Adam Stirling [00:06:34] mm hmm.

Michael T. Mulligan [00:06:35] And in that regard, the judge had to look at sort of other cases to sort out is one of the first things to decide if a judge is imposing a sentence of less than two years. They need to first of all consider would the person be a risk to serve it on house arrest. If they’re not a risk, that’s an available option for the judge. But the judge also has to consider whether that would be sufficient in terms of denunciation and deterrence and so on. And so the judge looked at a variety of other cases, and surprisingly there are a number of them in B.C. One of the ones the judge looked at was from only 2024. It was a circumstance where a man was given a two-year jail sentence. He had a person pass away in bed with him, I think it sounded like a dating relationship but put her under the bed in duct tape and garbage bags after she had died.

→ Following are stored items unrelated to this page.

pub mod anthropic;
pub mod base;
pub mod configs;
pub mod factory;
pub mod openai;
pub mod utils;

#[cfg(test)]
pub mod mock;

Adam Stirling [00:07:26] Wow.

Michael T. Mulligan [00:07:26] More disturbingly in that case, apparently, he had somebody else over to the house he was trying to have sexual relations with on the bed, so maybe bear that in mind if you’re going on a dating site.

Adam Stirling [00:07:36] Awful.

Michael T. Mulligan [00:07:36] Terrible circumstance. So that person got two years less a day, and the judge, despite all those factors which were mitigating, right, the early guilty plea, lack of criminal record, Indigenous man, serious remorse, terrible time in custody, the judge decided that it wouldn’t be enough to give him house arrest. He decided it had to be a real in-prison jail sentence. And he had already served 191 days in jail waiting for sentencing. He pled guilty early on, but various reports were ordered, it’s not uncommon, pre-sentence reports, psychiatric reports and so on. Gladue report, bringing out that history I indicated. And the judge did give increased credit for the time in custody because of just how terrible the conditions were for him that were none of his doing. They had to put him in segregation since his arrest, not because of his behaviourl but in order to protect him his mental health had declined as a result of that and so the judge wound up Reducing somewhat the sentence to 21 months from the 24 months the crown was asking for To take that into account, and gave him credit for the time he’d spent in custody. But the net result of all those calculations is that he was sentenced to an additional 343 days in jail followed by 18 months of probation And so I thought it was just an interesting case to comment on, not only grim facts, obviously, but just food for thought for people to reflect upon in terms of just the tensions involved when you’re trying to come up with, you know, how do we properly deal with something, which I think most people would agree, is pretty abhorrent and inherently serious conduct. But on the other hand, it’s not conduct that caused the underlying death, and so that’s the outcome. And so the man will be spending an almost additional year in custody, and hopefully he’s physically okay. Hopefully, the organized crime figure isn’t doing anything to him. It sounds like this man’s been through a lot. So that’s the latest for the BC Provincial Court in terms of how sentencing works in the case of a person who’s pleads guilty to doing an indignity to a human body. Latest from the BC Provincial Court.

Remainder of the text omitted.